Já David falou sobre prováveis mudanças na previdência social. “Com as pessoas vivendo mais tempo, seria natural que o poder público alterasse as regras da aposentadoria, aumentando o tempo de contribuição dos trabalhadores”, diz.
Quando perguntado pela reportagem sobre a possibilidade de somente pessoas ricas poderem usá-los e de um possível aumento da desigualdade entre países ricos e pobres, David afirmou que não acredita nesse cenário. “Em países ricos ou pobres, o gasto com um medicamento como o nosso evitaria gastos enormes em tratamentos de saúde convencionais.
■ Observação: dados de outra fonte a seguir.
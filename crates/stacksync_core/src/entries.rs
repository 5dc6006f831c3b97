use std::collections::{BTreeMap, BTreeSet};
use std::path::PathBuf;

use anyhow::{Context, Result, bail};
use async_trait::async_trait;
use futures::future::try_join_all;
use futures::stream::{self, StreamExt};

use crate::api::{ApiError, CmsApi, Item};
use crate::canonical;
use crate::config::DeletionStrategy;
use crate::filesystem::{
    self, EntryLocaleVersion, entry_locale_path, generate_filenames, load_entry_collection,
    load_entry_locale_versions, read_yaml, write_yaml,
};
use crate::plan::{is_remote_uid, plan_entry_merge};
use crate::process::{Diagnostics, MergeActions, ProgressSink, TransferResults, process_plan};
use crate::runtime::ResolvedPaths;

const LOCALE_CONCURRENCY: usize = 4;

pub fn entries_module_name(content_type_uid: &str) -> String {
    format!("Entries: {content_type_uid}")
}

/// Applies an entry merge plan for one content type. Each local entry is a
/// base file plus optional locale variants; the default locale drives
/// matching and the variants fan out after it lands.
pub struct EntryPusher<'a> {
    api: &'a dyn CmsApi,
    content_type_uid: String,
    entries_dir: PathBuf,
    local_paths: BTreeMap<String, PathBuf>,
    remote_by_title: BTreeMap<String, Item>,
    remote_by_uid: BTreeMap<String, Item>,
    diagnostics: &'a dyn Diagnostics,
}

impl<'a> EntryPusher<'a> {
    fn local_versions(&self, title: &str) -> Result<Vec<EntryLocaleVersion>> {
        let base = self
            .local_paths
            .get(title)
            .and_then(|path| path.file_stem())
            .and_then(|stem| stem.to_str())
            .map(str::to_string)
            .unwrap_or_else(|| filesystem::slugify(title));
        let versions = load_entry_locale_versions(&self.entries_dir, &base)?;
        if versions.is_empty() {
            bail!("no local file found for entry \"{title}\"");
        }
        Ok(versions)
    }

    /// Import one locale version, retrying once when the remote rejects a
    /// reference. References to entries created moments ago can lag; a second
    /// attempt usually lands. Both errors are surfaced if it does not.
    async fn import_with_reference_retry(
        &self,
        entry: &Item,
        overwrite: bool,
        locale: Option<&str>,
    ) -> Result<Item> {
        match self
            .api
            .import_entry(&self.content_type_uid, entry, overwrite, locale)
            .await
        {
            Ok(imported) => Ok(imported),
            Err(first @ ApiError::InvalidReference { .. }) => {
                self.diagnostics.warn(&format!(
                    "entry \"{}\" was rejected for an invalid reference, retrying once: {first}",
                    entry.title
                ));
                match self
                    .api
                    .import_entry(&self.content_type_uid, entry, overwrite, locale)
                    .await
                {
                    Ok(imported) => Ok(imported),
                    Err(second) => bail!(
                        "entry \"{}\" failed twice: first: {first}; retry: {second}",
                        entry.title
                    ),
                }
            }
            Err(error) => Err(error.into()),
        }
    }

    /// Apply the localized versions as a bounded concurrent group, capturing
    /// each locale's failure instead of aborting the siblings.
    async fn push_localized_versions(
        &self,
        remote_uid: &str,
        versions: &[EntryLocaleVersion],
    ) -> Result<()> {
        let mut pending = Vec::new();
        for version in versions {
            if version.locale == filesystem::DEFAULT_LOCALE {
                continue;
            }
            let mut entry = version.entry.clone();
            entry.uid = remote_uid.to_string();
            let locale = version.locale.clone();
            pending.push(async move {
                self.import_with_reference_retry(&entry, true, Some(&locale))
                    .await
                    .map(|_| ())
                    .map_err(|error| format!("locale {locale}: {error:#}"))
            });
        }
        let mut failures: Vec<String> = stream::iter(pending)
            .buffer_unordered(LOCALE_CONCURRENCY)
            .filter_map(|result| async move { result.err() })
            .collect()
            .await;
        if failures.is_empty() {
            return Ok(());
        }
        failures.sort();
        bail!("{}", failures.join("; "))
    }

    /// The remote uid a local entry corresponds to: a stable uid carried in
    /// the local file wins, the title match covers entries that were never
    /// pulled with their uid.
    fn resolve_remote_uid(&self, title: &str, item: &Item) -> Option<String> {
        if is_remote_uid(&item.uid) && self.remote_by_uid.contains_key(&item.uid) {
            return Some(item.uid.clone());
        }
        self.remote_by_title
            .get(title)
            .map(|remote| remote.uid.clone())
    }
}

#[async_trait]
impl MergeActions<Item> for EntryPusher<'_> {
    async fn create(&self, key: &str, _item: &Item) -> Result<()> {
        let versions = self.local_versions(key)?;
        let mut outgoing = versions[0].entry.clone();
        outgoing.uid = String::new();

        let created = match self
            .import_with_reference_retry(&outgoing, false, None)
            .await
            .map_err(|error| error.downcast::<ApiError>())
        {
            Ok(created) => created,
            Err(Err(error)) => return Err(error),
            Err(Ok(duplicate @ ApiError::DuplicateTitle { .. })) => {
                // The title exists remotely under a uid the plan did not see,
                // usually left over from a half-finished earlier run. Find it
                // and overwrite in place instead of failing the entry.
                let refreshed = self
                    .api
                    .get_entries(&self.content_type_uid)
                    .await
                    .context("failed to re-query entries after duplicate title")?;
                let Some(existing) = refreshed.iter().find(|entry| entry.title == key) else {
                    return Err(duplicate).with_context(|| {
                        format!("duplicate title reported for \"{key}\" but no such entry found on re-query")
                    });
                };
                self.diagnostics.warn(&format!(
                    "entry \"{key}\" already exists remotely as {}, overwriting",
                    existing.uid
                ));
                outgoing.uid = existing.uid.clone();
                self.import_with_reference_retry(&outgoing, true, None)
                    .await?
            }
            Err(Ok(other)) => return Err(other.into()),
        };

        self.push_localized_versions(&created.uid, &versions).await
    }

    async fn update(&self, key: &str, item: &Item) -> Result<()> {
        let Some(remote_uid) = self.resolve_remote_uid(key, item) else {
            bail!("entry \"{key}\" was planned as an update but has no remote match");
        };

        let versions = self.local_versions(key)?;
        let remote_locales: BTreeSet<String> = self
            .api
            .get_entry_locales(&self.content_type_uid, &remote_uid)
            .await?
            .into_iter()
            .map(|locale| locale.code)
            .collect();
        let local_locales: BTreeSet<&str> = versions
            .iter()
            .filter(|version| version.locale != filesystem::DEFAULT_LOCALE)
            .map(|version| version.locale.as_str())
            .collect();
        for remote_only in remote_locales
            .iter()
            .filter(|code| !local_locales.contains(code.as_str()))
        {
            self.diagnostics.info(&format!(
                "entry \"{key}\" has remote locale {remote_only} with no local file, leaving it untouched"
            ));
        }

        let mut outgoing = versions[0].entry.clone();
        outgoing.uid = remote_uid.clone();
        self.import_with_reference_retry(&outgoing, true, None)
            .await?;

        self.push_localized_versions(&remote_uid, &versions).await
    }

    async fn remove(&self, _key: &str, item: &Item) -> Result<()> {
        self.api
            .delete_entry(&self.content_type_uid, &item.uid)
            .await?;
        Ok(())
    }
}

/// Push all local entries of one content type.
pub async fn push_entries(
    api: &dyn CmsApi,
    paths: &ResolvedPaths,
    content_type_uid: &str,
    deletion_strategy: DeletionStrategy,
    progress: &dyn ProgressSink,
    diagnostics: &dyn Diagnostics,
) -> Result<TransferResults> {
    let entries_dir = paths.entries_dir_for(content_type_uid);
    let local = load_entry_collection(&entries_dir)?;

    let remote = api
        .get_entries(content_type_uid)
        .await
        .with_context(|| format!("failed to fetch entries of {content_type_uid}"))?;
    let remote_by_title: BTreeMap<String, Item> = remote
        .iter()
        .map(|entry| (entry.title.clone(), entry.clone()))
        .collect();
    let remote_by_uid: BTreeMap<String, Item> = remote
        .iter()
        .map(|entry| (entry.uid.clone(), entry.clone()))
        .collect();

    let plan = plan_entry_merge(
        canonical::equivalent,
        &local.items,
        &remote_by_title,
        diagnostics,
    );
    progress.begin(
        &entries_module_name(content_type_uid),
        plan.work_len(deletion_strategy),
    );

    let pusher = EntryPusher {
        api,
        content_type_uid: content_type_uid.to_string(),
        entries_dir,
        local_paths: local.paths,
        remote_by_title,
        remote_by_uid,
        diagnostics,
    };

    Ok(process_plan(&pusher, &plan, deletion_strategy, progress).await)
}

/// Mirror all remote entries of one content type into local files: one base
/// file per entry plus one variant file per additional locale. Local base
/// files with no remote counterpart are removed when the deletion strategy
/// allows it.
pub async fn pull_entries(
    api: &dyn CmsApi,
    paths: &ResolvedPaths,
    content_type_uid: &str,
    deletion_strategy: DeletionStrategy,
    progress: &dyn ProgressSink,
    diagnostics: &dyn Diagnostics,
) -> Result<TransferResults> {
    let entries_dir = paths.entries_dir_for(content_type_uid);
    let local = load_entry_collection(&entries_dir)?;

    let remote = api
        .get_entries(content_type_uid)
        .await
        .with_context(|| format!("failed to fetch entries of {content_type_uid}"))?;
    let filenames = generate_filenames(remote.iter().map(|entry| entry.title.as_str()));

    // Every remote entry is one unit of work (fetched and compared either
    // way); stale local files count only when they will actually be removed.
    let remote_titles: BTreeSet<String> =
        remote.iter().map(|entry| entry.title.clone()).collect();
    let stale: Vec<(&String, &PathBuf)> = local
        .paths
        .iter()
        .filter(|(title, _)| !remote_titles.contains(*title))
        .collect();
    let total = remote.len()
        + match deletion_strategy {
            DeletionStrategy::Delete => stale.len(),
            DeletionStrategy::Ignore => 0,
        };
    progress.begin(&entries_module_name(content_type_uid), total);

    let mut results = TransferResults::default();

    for entry in &remote {
        let base = &filenames[&entry.title];
        match pull_one_entry(api, content_type_uid, &entries_dir, base, entry).await {
            Ok(changed) => {
                if changed {
                    if local.items.contains_key(&entry.title) {
                        results.updated.insert(entry.title.clone());
                    } else {
                        results.created.insert(entry.title.clone());
                    }
                } else {
                    results.unmodified.insert(entry.title.clone());
                }
            }
            Err(error) => {
                diagnostics.warn(&format!(
                    "failed to pull entry \"{}\": {error:#}",
                    entry.title
                ));
                results.failed.insert(entry.title.clone(), format!("{error:#}"));
            }
        }
        progress.advance(1);
    }

    for (title, path) in stale {
        if deletion_strategy != DeletionStrategy::Delete {
            results.unmodified.insert(title.clone());
            continue;
        }
        match remove_entry_files(path) {
            Ok(()) => {
                results.removed.insert(title.clone());
            }
            Err(error) => {
                results.failed.insert(title.clone(), format!("{error:#}"));
            }
        }
        progress.advance(1);
    }

    Ok(results)
}

/// Write one entry's base file and locale variants. Returns whether anything
/// on disk changed.
async fn pull_one_entry(
    api: &dyn CmsApi,
    content_type_uid: &str,
    entries_dir: &std::path::Path,
    base: &str,
    entry: &Item,
) -> Result<bool> {
    let mut changed = write_if_different(&entry_locale_path(entries_dir, base, None), entry)?;

    let locales = api.get_entry_locales(content_type_uid, &entry.uid).await?;
    let localized = locales
        .iter()
        .filter(|locale| locale.fallback_locale.is_some())
        .map(|locale| async move {
            let version = api
                .get_entry(content_type_uid, &entry.uid, Some(&locale.code))
                .await
                .with_context(|| format!("locale {}", locale.code))?;
            anyhow::Ok((locale.code.clone(), version))
        });
    for (code, version) in try_join_all(localized).await? {
        changed |= write_if_different(&entry_locale_path(entries_dir, base, Some(&code)), &version)?;
    }

    Ok(changed)
}

fn write_if_different(path: &std::path::Path, entry: &Item) -> Result<bool> {
    if path.exists() {
        let existing: Item = read_yaml(path)?;
        if canonical::equivalent(&existing, entry) {
            return Ok(false);
        }
    }
    write_yaml(path, entry)?;
    Ok(true)
}

/// Remove an entry's base file along with any `<base>.<locale>.yaml` variants
/// next to it.
fn remove_entry_files(base_path: &std::path::Path) -> Result<()> {
    filesystem::remove_file(base_path)?;

    let Some(dir) = base_path.parent() else {
        return Ok(());
    };
    let Some(base) = base_path.file_stem().and_then(|stem| stem.to_str()) else {
        return Ok(());
    };
    let prefix = format!("{base}.");
    for entry in walkdir::WalkDir::new(dir).max_depth(1) {
        let entry = entry.with_context(|| format!("failed to scan {}", dir.display()))?;
        if !entry.file_type().is_file() {
            continue;
        }
        let name = entry.file_name().to_string_lossy();
        if name.strip_prefix(&prefix).is_some_and(|rest| rest.ends_with(".yaml")) {
            filesystem::remove_file(entry.path())?;
        }
    }
    Ok(())
}
impl HttpCmsClient {
    pub fn new(config: CmsClientConfig) -> Result<Self, ApiError> {
        let client = Client::builder()
            .timeout(Duration::from_millis(config.timeout_ms))
            .build()?;
        Ok(Self {
            client,
            config,
            last_request_at: Mutex::new(None),
            request_count: AtomicUsize::new(0),
        })
    }

    fn endpoint(&self, path: &str) -> Result<Url, ApiError> {
        let base = format!("{}/v3/{}", self.config.api_url.trim_end_matches('/'), path);
        Url::parse(&base).map_err(|_| ApiError::Decode(format!("invalid API URL: {base}")))
    }

    async fn apply_rate_limit(&self) {
        let delay = Duration::from_millis(self.config.rate_limit_ms);
        let mut last = self.last_request_at.lock().await;
        if let Some(previous) = *last {
            let elapsed = previous.elapsed();
            if elapsed < delay {
                tokio::time::sleep(delay - elapsed).await;
            }
        }
        *last = Some(Instant::now());
        self.request_count.fetch_add(1, Ordering::Relaxed);
    }

    async fn wait_before_retry(&self, attempt: usize) {
        let exponent = u32::try_from(attempt).unwrap_or(16);
        let base = self
            .config
            .retry_delay_ms
            .saturating_mul(2u64.saturating_pow(exponent));
        let jitter = SystemTime::now()
            .duration_since(UNIX_EPOCH)
            .map(|duration| u64::from(duration.subsec_millis() % 100))
            .unwrap_or(0);
        tokio::time::sleep(Duration::from_millis(base.saturating_add(jitter))).await;
    }

    /// One paced, retried JSON exchange. HTTP-level failures are retried;
    /// API-level errors in the payload are left for `take_api_error` so the
    /// caller can attach the item key.
    async fn request_json(
        &self,
        method: Method,
        path: &str,
        query: &[(&str, String)],
        body: Option<&Value>,
    ) -> Result<Value, ApiError> {
        let url = self.endpoint(path)?;

        for attempt in 0..=self.config.max_retries {
            self.apply_rate_limit().await;
            let mut request = self
                .client
                .request(method.clone(), url.clone())
                .header("api_key", &self.config.api_key)
                .header("authorization", &self.config.management_token)
                .header("branch", &self.config.branch)
                .header("User-Agent", &self.config.user_agent)
                .query(query);
            if let Some(body) = body {
                request = request.json(body);
            }

            match request.send().await {
                Ok(response) => {
                    let status = response.status();
                    if !status.is_success() {
                        if attempt < self.config.max_retries && is_retryable_status(status) {
                            self.wait_before_retry(attempt).await;
                            continue;
                        }
                        // Error payloads still carry a useful code/message.
                        if let Ok(payload) = response.json::<Value>().await
                            && payload.get("error_code").is_some()
                        {
                            return Ok(payload);
                        }
                        return Err(ApiError::Http { status });
                    }
                    return response
                        .json::<Value>()
                        .await
                        .map_err(|error| ApiError::Decode(error.to_string()));
                }
                Err(error) => {
                    if attempt < self.config.max_retries && is_retryable_error(&error) {
                        self.wait_before_retry(attempt).await;
                        continue;
                    }
                    return Err(ApiError::Transport(error));
                }
            }
        }

        Err(ApiError::Decode(
            "management API request exhausted retry budget".to_string(),
        ))
    }

    fn decode<T: serde::de::DeserializeOwned>(
        payload: &Value,
        envelope: &str,
    ) -> Result<T, ApiError> {
        let inner = payload
            .get(envelope)
            .ok_or_else(|| ApiError::Decode(format!("missing `{envelope}` in API response")))?;
        serde_json::from_value(inner.clone()).map_err(|error| ApiError::Decode(error.to_string()))
    }
}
Além disso, ter mais pessoas contribuindo para o funcionamento do Estado também deverá ser visto como algo bom pelos governantes de todo mundo”, afirma.
Também segundo o empreendedor, o aumento da longevidade daria incentivo a quem quisesse, por exemplo, mudar totalmente de rumo após algumas décadas de vida. “Uma vida maior daria a chance para as pessoas seguissem carreiras completamente diferentes, fizessem outras faculdades e se dedicassem a outras paixões.”